In order to succeed in the forex markets, traders need to take a holistic view of all the factors that can influence currency prices, such as movements in the stock market and the commodities market. These markets have an impact on all the other markets, and as such no trader can afford to be completely ignorant of the big trends within them, and how the asset markets interact with each other.
As a result, forex traders often find themselves coming up with trade ideas for other markets, but are unable to put them into practice because most forex brokers don’t offer multi-asset trading, and it is hardly worth signing up for a second broker just to make occasional trades in other markets.
However, there are ways in which you can profit from the moves of other markets directly through forex. One example of this is using the Canadian dollar to make oil plays. So, if you think the oil price is likely to go up, you could go long on CADUSD, and if you think it is going to go down, you could short it.
Although most people think of Middle Eastern countries when the term ‘oil producing nation’ is used, there are many other countries that are highly prolific in this area, and one of them is Canada. As one of the top oil producing nations in the world, Canada’s economy is heavily tied in with the energy industry.

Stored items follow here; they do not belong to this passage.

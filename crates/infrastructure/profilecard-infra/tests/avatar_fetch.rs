use std::io::Cursor;

use axum::{body::Body, routing::get, Router};
use image::{DynamicImage, ImageFormat, Rgba, RgbaImage};
use profilecard_infra::{AvatarError, AvatarFetcher};

fn png_bytes(w: u32, h: u32) -> Vec<u8> {
    let img = DynamicImage::ImageRgba8(RgbaImage::from_pixel(w, h, Rgba([200, 40, 90, 255])));
    let mut buf = Vec::new();
    img.write_to(&mut Cursor::new(&mut buf), ImageFormat::Png)
        .expect("encode png");
    buf
}

async fn start_avatar_server(png: Vec<u8>) -> (std::net::SocketAddr, tokio::task::JoinHandle<()>) {
    let app = Router::new()
        .route(
            "/avatar.png",
            get(move || {
                let data = png.clone();
                async move { Body::from(data) }
            }),
        )
        .route(
            "/broken.png",
            get(|| async { Body::from(b"<html>not an image</html>".to_vec()) }),
        );

    let listener = tokio::net::TcpListener::bind("127.0.0.1:0").await.unwrap();
    let addr = listener.local_addr().unwrap();
    let handle = tokio::spawn(async move {
        axum::serve(listener, app).await.unwrap();
    });
    (addr, handle)
}

fn fetcher() -> AvatarFetcher {
    AvatarFetcher::new(profilecard_infra::default_http_client().expect("http client"))
}

#[tokio::test]
async fn remote_avatar_is_cropped_to_a_circle() {
    let (addr, _server) = start_avatar_server(png_bytes(80, 40)).await;

    let img = fetcher()
        .fetch_avatar(&format!("http://{addr}/avatar.png"), 48)
        .await
        .expect("avatar loads");

    assert_eq!((img.width, img.height), (48, 48));
    assert_eq!(img.rgba.len(), 48 * 48 * 4);
    assert_eq!(img.pixel(0, 0).unwrap()[3], 0, "corners are masked");
    assert_eq!(img.pixel(24, 24).unwrap()[3], 255, "center is opaque");
}

#[tokio::test]
async fn missing_avatar_reports_http_status() {
    let (addr, _server) = start_avatar_server(png_bytes(4, 4)).await;
    let url = format!("http://{addr}/missing.png");

    match fetcher().fetch_avatar(&url, 16).await {
        Err(AvatarError::Status { status, url: got }) => {
            assert_eq!(status, 404);
            assert_eq!(got, url);
        }
        other => panic!("expected 404 status error, got {other:?}"),
    }
}

#[tokio::test]
async fn undecodable_body_is_a_decode_error() {
    let (addr, _server) = start_avatar_server(png_bytes(4, 4)).await;

    let err = fetcher()
        .fetch_avatar(&format!("http://{addr}/broken.png"), 16)
        .await
        .unwrap_err();
    assert!(matches!(err, AvatarError::Decode(_)), "got {err:?}");
}

#[tokio::test]
async fn local_file_references_are_read_from_disk() {
    let dir = tempfile::tempdir().unwrap();
    let path = dir.path().join("me.png");
    std::fs::write(&path, png_bytes(10, 10)).unwrap();

    let plain = fetcher()
        .fetch_avatar(&path.to_string_lossy(), 20)
        .await
        .expect("plain path loads");
    assert_eq!(plain.width, 20);

    let url = format!("file://{}", path.to_string_lossy());
    let via_url = fetcher().fetch_avatar(&url, 20).await.expect("file url loads");
    assert_eq!(plain, via_url);
}

#[tokio::test]
async fn file_urls_are_percent_decoded() {
    let dir = tempfile::tempdir().unwrap();
    let path = dir.path().join("my pic.png");
    std::fs::write(&path, png_bytes(10, 10)).unwrap();

    let url = reqwest::Url::from_file_path(&path).unwrap();
    assert!(url.as_str().ends_with("my%20pic.png"));

    let img = fetcher()
        .fetch_avatar(url.as_str(), 20)
        .await
        .expect("encoded file url loads");
    assert_eq!(img.width, 20);
}

#[cfg(unix)]
#[tokio::test]
async fn file_urls_accept_localhost_and_any_scheme_case() {
    let dir = tempfile::tempdir().unwrap();
    let path = dir.path().join("me.png");
    std::fs::write(&path, png_bytes(10, 10)).unwrap();

    for url in [
        format!("file://localhost{}", path.to_string_lossy()),
        format!("FILE://{}", path.to_string_lossy()),
    ] {
        let img = fetcher()
            .fetch_avatar(&url, 20)
            .await
            .unwrap_or_else(|e| panic!("{url} should load: {e:?}"));
        assert_eq!(img.width, 20);
    }
}

#[tokio::test]
async fn missing_local_file_is_an_io_error() {
    let dir = tempfile::tempdir().unwrap();
    let path = dir.path().join("nope.png");

    let err = fetcher()
        .fetch_avatar(&path.to_string_lossy(), 20)
        .await
        .unwrap_err();
    assert!(matches!(err, AvatarError::Io(_)));
}
use std::collections::HashSet;
use std::sync::Arc;

use crate::profile::{ProfileId, ProfileRecord};

const SAMPLE_PROFILES_JSON: &str = include_str!("../data/sample_profiles.json");

#[derive(Debug, thiserror::Error)]
pub enum StoreError {
    #[error("profile {id} not found")]
    ProfileNotFound { id: ProfileId },
    #[error("profile id {id} appears more than once")]
    DuplicateProfileId { id: ProfileId },
    #[error("invalid profile data: {0}")]
    InvalidData(#[from] serde_json::Error),
}

/// Read-only, ordered set of profiles. Built once at startup and shared by
/// every view; clones share the same storage.
#[derive(Debug, Clone)]
pub struct ProfileStore {
    records: Arc<[ProfileRecord]>,
}

impl ProfileStore {
    pub fn new(records: Vec<ProfileRecord>) -> Result<Self, StoreError> {
        let mut seen = HashSet::with_capacity(records.len());
        for record in &records {
            if !seen.insert(record.id) {
                return Err(StoreError::DuplicateProfileId { id: record.id });
            }
        }
        Ok(Self {
            records: records.into(),
        })
    }

    pub fn from_json(json: &str) -> Result<Self, StoreError> {
        let records: Vec<ProfileRecord> = serde_json::from_str(json)?;
        Self::new(records)
    }

    /// The demo data set bundled with the binary.
    pub fn sample() -> Result<Self, StoreError> {
        Self::from_json(SAMPLE_PROFILES_JSON)
    }

    pub fn all(&self) -> &[ProfileRecord] {
        &self.records
    }

    pub fn by_id(&self, id: ProfileId) -> Result<&ProfileRecord, StoreError> {
        self.records
            .iter()
            .find(|r| r.id == id)
            .ok_or(StoreError::ProfileNotFound { id })
    }

    pub fn contains(&self, id: ProfileId) -> bool {
        self.records.iter().any(|r| r.id == id)
    }

    pub fn len(&self) -> usize {
        self.records.len()
    }

    pub fn is_empty(&self) -> bool {
        self.records.is_empty()
    }
}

In practice, this means that when the oil price rises, the Canadian economy is boosted, and demand for Canadian dollars goes up – sending the exchange rate upwards. When it falls, the Canadian dollar falls, and for this reason the Canadian dollar is thought of as being a ‘petrocurrency’ – i.e. a currency whose value has a very high correlation with the oil price.
Also, while Canada has smaller oil reserves than some of the major oil producing countries like Saudi Arabia, it is the biggest exporter of oil to the United States, due to its proximity and the stability of its trade relationship with the US.
Because the CAD and oil have a very strong positive correlation, forex traders who want to profit from changes in the oil price can bet on CAD. In fact, betting on CAD is a fair bit safer than making a straight commodities play on oil, as the oil price tends to be a lot more volatile than the CADUSD exchange rate.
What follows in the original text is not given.